15. 私、もっと強くなるわ!
ヴァネッサは辺境伯令嬢であり、幾多の討伐を成し遂げてきた歴戦の剣士だった。身長は180cmもあり、三白眼は鋭く、顔には大きな傷があった。
『……見ろよ、あの傷』
『隣に立ちたくないな』
それはいつものことだった。家業の関係で高等部から入学したヴァネッサは周囲から、特に男性から疎まれていた。親から未来の旦那様探しを言いつけられていたこともあり、ヴァネッサは俯き、猫背になる。
そこにたまたま、レティが通りかかった。レティは……男子生徒の頬を叩いて張り倒し、もう一人には絞め技をかけてお尻を叩いた。その姿はあまりにも母であり……ヴァネッサは開いた口が塞がらなかった。
『自分が顔や身長を気にしているからって、他人を傷つけて安心するなんて、笑止千万!』
笑止千万という言葉の意味が分からずとも、叩く手を止めず、説教するレティ。いい年して公衆の面前で尻を叩かれ、大きな声で図星を刺された男子生徒は羞恥心で死んだ。
『陰口はね、陰で言うから許されているのよ。本人に聞こえたものは、喧嘩を売っているのと同義』
フン、と鼻息を立てて、二人分叱り終えたレティはひれ伏す彼らの前で仁王立ちしている。
『例え背が小さくとも、器が大きければいい。顔が悪くとも、中身と地位で勝負すればいい。貴方たちにはそれができるはずよ』
見ず知らずの生徒を叱ったわけでなく、レティは彼らの潜在能力……良いところもしっかりと知っていた。
『私は大事な貴方たちを見守っている。でも貴方たちが未来の子供であるように、ヴァネッサもそうなのよ』
そう伝え、彼らが謝るのを見届けたところで、レティはくるりとヴァネッサの方を向き、まっすぐに見つめる。
『……ヴァネッサは大変ね。特別にかっこよすぎて、貴女に見合う殿方がなかなか見当たらないなんて』
『え?』
『でも安心してちょうだい。誰かを庇って傷を負える……そんな素敵な貴女には素敵な方が現れる。もしその方が貴女を見つけるのに難航していたならば、必ず私が助けてあげるわ』
自分が女らしくないからなのだと、ヴァネッサは言いたかった。が、レティの自信に満ちた紅い瞳に、本当にそうなのかもしれないとも思った。何より、この強く正しく美しい人の言うことを信じたかった。
ヴァネッサはレティを生涯の主君に決めた。王族と辺境領の関係はあまりよくなかった。それでも、この人の剣となるのだと誓った。だから、そのためならば殿下にだって歯向かうのだ。
「どういうことだい、ヴァネッサ嬢」
「レティ様がお守りになると予想できましたので」
いつの間にか側に来ていた殿下に、ヴァネッサは頭を下げる。
レティはムッとしていた。頬を極限にまで膨らませ、今にも爆発してしまいそうだった。
「……レティ、魔物から離れてくれ」
「殿下!! 犬に矢を向けるなんて危ないでしょう!? 今日という今日は私怒りましたわよ!」
プンスコ怒るレティに、殿下は瞬きをする。ヴァネッサは相変わらずの主君と不憫な殿下に肩が震えた。

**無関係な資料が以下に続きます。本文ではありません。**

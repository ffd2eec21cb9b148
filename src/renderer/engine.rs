use crate::error::{SceneError, SceneResult};
use crate::renderer::{Compositor, FrameBuffer, FrameFormat, Timeline, Viewport};
use crate::script::Scene;
use anyhow::{Context, Result};
use rayon::prelude::*;
use serde::Serialize;
use sha2::{Digest, Sha256};
use std::path::{Path, PathBuf};
use tracing::{debug, info};

/// Output parameters for a render pass
#[derive(Debug, Clone, PartialEq)]
pub struct RenderSettings {
    pub width: u32,
    pub height: u32,
    pub fps: u32,
    pub format: FrameFormat,
    /// Worker threads; 0 uses one per CPU
    pub threads: usize,
}

/// Summary of a finished render
#[derive(Debug, Clone, Serialize)]
pub struct RenderReport {
    pub scene: String,
    pub width: u32,
    pub height: u32,
    pub fps: u32,
    pub frames: u32,
    pub duration: f32,
    pub directives: usize,
    /// SHA-256 over every frame's pixels, in frame order
    pub fingerprint: String,
    pub output_dir: Option<PathBuf>,
    pub video: Option<PathBuf>,
}

/// Main rendering engine
pub struct RenderEngine {
    scene: Scene,
    timeline: Timeline,
    viewport: Viewport,
    settings: RenderSettings,
}

impl RenderEngine {
    /// Create new render engine for a built scene
    pub fn new(scene: Scene, settings: RenderSettings) -> SceneResult<Self> {
        if settings.width == 0 || settings.height == 0 || settings.fps == 0 {
            return Err(SceneError::InvalidResolution {
                value: format!("{}x{}@{}", settings.width, settings.height, settings.fps),
            });
        }
        let timeline = Timeline::from_scene(&scene, settings.fps);
        let viewport = Viewport::new(settings.width, settings.height);

        Ok(Self {
            scene,
            timeline,
            viewport,
            settings,
        })
    }

    /// Render a single frame
    pub fn render_frame(&self, frame_number: u32) -> FrameBuffer {
        let mut buffer = FrameBuffer::new(self.settings.width, self.settings.height);
        buffer.clear(self.scene.background());

        let (segment, elapsed) = self.timeline.position_at_frame(frame_number);
        let states = self.scene.states_at(segment, elapsed);

        for (mobject, state) in self.scene.mobjects().iter().zip(&states) {
            Compositor::draw_mobject(
                &mut buffer,
                &self.viewport,
                self.scene.rasterizer(),
                mobject,
                state,
            );
        }

        buffer
    }

    pub fn frame_path(&self, output_dir: &Path, frame_number: u32) -> PathBuf {
        output_dir.join(format!(
            "frame_{:05}.{}",
            frame_number,
            self.settings.format.extension()
        ))
    }

    /// printf-style pattern matching `frame_path`, for ffmpeg
    pub fn frame_pattern(&self, output_dir: &Path) -> PathBuf {
        output_dir.join(format!("frame_%05d.{}", self.settings.format.extension()))
    }

    fn thread_pool(&self) -> Result<rayon::ThreadPool> {
        let threads = match self.settings.threads {
            0 => num_cpus::get(),
            n => n,
        };
        rayon::ThreadPoolBuilder::new()
            .num_threads(threads)
            .build()
            .context("Failed to build render thread pool")
    }

    /// Render every frame, optionally writing each one into `output_dir`
    fn run(&self, output_dir: Option<&Path>) -> Result<String> {
        let total_frames = self.timeline.total_frames();
        let fps = self.timeline.fps();
        let pool = self.thread_pool()?;

        let digests = pool.install(|| {
            (0..total_frames)
                .into_par_iter()
                .map(|frame| -> Result<Vec<u8>> {
                    let buffer = self.render_frame(frame);
                    if let Some(dir) = output_dir {
                        buffer.save(&self.frame_path(dir, frame), self.settings.format)?;
                    }
                    if frame % fps == 0 {
                        debug!(frame, total_frames, "rendered frame");
                    }
                    Ok(Sha256::digest(buffer.as_bytes()).to_vec())
                })
                .collect::<Result<Vec<_>>>()
        })?;

        let mut hasher = Sha256::new();
        for digest in &digests {
            hasher.update(digest);
        }
        Ok(format!("{:x}", hasher.finalize()))
    }

    /// Remove frames left in `output_dir` by an earlier render
    fn clear_stale_frames(output_dir: &Path) -> Result<usize> {
        let entries = std::fs::read_dir(output_dir)
            .with_context(|| format!("Failed to read output dir: {}", output_dir.display()))?;

        let mut removed = 0;
        for entry in entries {
            let path = entry?.path();
            if is_frame_file(&path) {
                std::fs::remove_file(&path)
                    .with_context(|| format!("Failed to remove stale frame: {}", path.display()))?;
                removed += 1;
            }
        }
        Ok(removed)
    }

    /// Render all frames to the output directory
    pub fn render(&self, output_dir: &Path) -> Result<RenderReport> {
        std::fs::create_dir_all(output_dir)
            .with_context(|| format!("Failed to create output dir: {}", output_dir.display()))?;
        let removed = Self::clear_stale_frames(output_dir)?;
        if removed > 0 {
            debug!(removed, "removed stale frames");
        }

        info!(
            frames = self.timeline.total_frames(),
            width = self.settings.width,
            height = self.settings.height,
            fps = self.settings.fps,
            "rendering frames"
        );
        let fingerprint = self.run(Some(output_dir))?;
        Ok(self.report(fingerprint, Some(output_dir.to_path_buf())))
    }

    /// Render all frames in memory and return only the fingerprint
    pub fn fingerprint(&self) -> Result<String> {
        self.run(None)
    }

    fn report(&self, fingerprint: String, output_dir: Option<PathBuf>) -> RenderReport {
        RenderReport {
            scene: String::new(),
            width: self.settings.width,
            height: self.settings.height,
            fps: self.settings.fps,
            frames: self.timeline.total_frames(),
            duration: self.scene.duration(),
            directives: self.scene.directives().len(),
            fingerprint,
            output_dir,
            video: None,
        }
    }

    /// Get timeline
    pub fn timeline(&self) -> &Timeline {
        &self.timeline
    }
}

/// `frame_NNNNN.png` or `frame_NNNNN.ppm`
fn is_frame_file(path: &Path) -> bool {
    let Some(name) = path.file_name().and_then(|n| n.to_str()) else {
        return false;
    };
    let Some((stem, ext)) = name.strip_prefix("frame_").and_then(|n| n.split_once('.')) else {
        return false;
    };
    !stem.is_empty()
        && stem.bytes().all(|b| b.is_ascii_digit())
        && (ext == FrameFormat::Png.extension() || ext == FrameFormat::Ppm.extension())
}

#[cfg(test)]
mod tests {
    use super::*;
    use crate::palette::Palette;
    use crate::scenes::FinancialAnalysis;
    use crate::text::GlyphRasterizer;
    use tempfile::tempdir;

    fn settings() -> RenderSettings {
        RenderSettings {
            width: 160,
            height: 90,
            fps: 5,
            format: FrameFormat::Ppm,
            threads: 2,
        }
    }

    fn create_engine() -> RenderEngine {
        let mut scene = Scene::new(GlyphRasterizer::Blocks);
        scene.build(&FinancialAnalysis).unwrap();
        RenderEngine::new(scene, settings()).unwrap()
    }

    #[test]
    fn test_render_engine_creation() {
        let engine = create_engine();
        assert_eq!(engine.timeline().total_frames(), 60);
    }

    #[test]
    fn test_rejects_zero_fps() {
        let mut scene = Scene::new(GlyphRasterizer::Blocks);
        scene.build(&FinancialAnalysis).unwrap();
        let result = RenderEngine::new(
            scene,
            RenderSettings {
                fps: 0,
                ..settings()
            },
        );
        assert!(matches!(result, Err(SceneError::InvalidResolution { .. })));
    }

    #[test]
    fn test_first_frame_is_background() {
        let engine = create_engine();
        let frame = engine.render_frame(0);
        let charcoal = Palette::load().unwrap().charcoal.rgba();
        assert!(frame.as_bytes().chunks_exact(4).all(|px| px == charcoal));
    }

    #[test]
    fn test_title_visible_after_write() {
        let engine = create_engine();
        // frame 12 falls in the wait after the title write
        let frame = engine.render_frame(12);
        let teal = Palette::load().unwrap().teal.rgba();
        assert!(frame.as_bytes().chunks_exact(4).any(|px| px == teal));
    }

    #[test]
    fn test_bars_visible_after_grow() {
        let engine = create_engine();
        let charcoal = Palette::load().unwrap().charcoal.rgba();
        // center of the tallest bar
        assert_eq!(engine.render_frame(12).get_pixel(80, 70), Some(charcoal));
        // second wait: frames 20..25
        assert_ne!(engine.render_frame(22).get_pixel(80, 70), Some(charcoal));
    }

    #[test]
    fn test_render_is_deterministic() {
        let first = create_engine().fingerprint().unwrap();
        let second = create_engine().fingerprint().unwrap();
        assert_eq!(first, second);
        assert_eq!(first.len(), 64);
    }

    #[test]
    fn test_render_writes_frames() {
        let dir = tempdir().unwrap();
        let engine = create_engine();
        let report = engine.render(dir.path()).unwrap();

        assert_eq!(report.frames, 60);
        assert_eq!(report.directives, 9);
        assert!(engine.frame_path(dir.path(), 0).exists());
        assert!(engine.frame_path(dir.path(), 59).exists());
        assert!(!engine.frame_path(dir.path(), 60).exists());
        assert_eq!(report.fingerprint, engine.fingerprint().unwrap());
    }

    #[test]
    fn test_rerender_replaces_longer_render() {
        let dir = tempdir().unwrap();
        let mut scene = Scene::new(GlyphRasterizer::Blocks);
        scene.build(&FinancialAnalysis).unwrap();
        let longer = RenderEngine::new(
            scene,
            RenderSettings {
                fps: 10,
                format: FrameFormat::Png,
                ..settings()
            },
        )
        .unwrap();
        longer.render(dir.path()).unwrap();
        std::fs::write(dir.path().join("notes.txt"), "keep").unwrap();

        let engine = create_engine();
        let report = engine.render(dir.path()).unwrap();

        let frames: Vec<_> = std::fs::read_dir(dir.path())
            .unwrap()
            .map(|e| e.unwrap().path())
            .filter(|p| is_frame_file(p))
            .collect();
        assert_eq!(frames.len() as u32, report.frames);
        assert!(frames.iter().all(|p| p.extension().unwrap() == "ppm"));
        assert!(dir.path().join("notes.txt").exists());
    }

    #[test]
    fn test_is_frame_file() {
        assert!(is_frame_file(Path::new("out/frame_00012.png")));
        assert!(is_frame_file(Path::new("frame_00000.ppm")));
        assert!(!is_frame_file(Path::new("frame_cover.png")));
        assert!(!is_frame_file(Path::new("frame_00001.mp4")));
        assert!(!is_frame_file(Path::new("FinancialAnalysis.mp4")));
    }

    #[test]
    fn test_frame_naming() {
        let engine = create_engine();
        let dir = Path::new("out");
        assert_eq!(engine.frame_path(dir, 7), Path::new("out/frame_00007.ppm"));
        assert_eq!(engine.frame_pattern(dir), Path::new("out/frame_%05d.ppm"));
    }
}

「レティ、僕は君に近づいた上にキスまでした魔物を討伐しようとしただけだよ」
「魔物? この子は銀狼ですわよ? ねえシル」
「あのね、犬じゃなくて……はぁ、もう名前までつけてしまったのかい」
魔物を飼うことに前例があるかどうかは関係ない。経験則から、ここまでくるともう何もできない。
殿下はシルを睨みつけ、シルはレティの後ろに隠れた。本来は獰猛で討伐対象な魔物も、レティに絆されればただの犬と化す。
「守るものも増えたことですし……私、もっと強くなるわ!」
レティは体育祭の時のことも、先ほどシルを庇うしかできなかったことも許してはいなかった。これ以上どうつよくなるんだろう、と殿下やヴァネッサは思ったが、何も言わないことにした。
結果として、銀狼の脅威は去り、何も知らない北との関係は変わらない。すべて一件落着である。
なお英雄は「レィちゃんは今度は魔物持って帰ってきたかー。よぉーし、パパがおっきい犬小屋を作ってあげるからなー」とその太い腕で大木を採りに行き、母は頭を抱えた。長兄はエサを狩ってきて、次兄は最上級の制限魔法で首輪を作った。一家総出で職務放棄された側近たちは泣いた。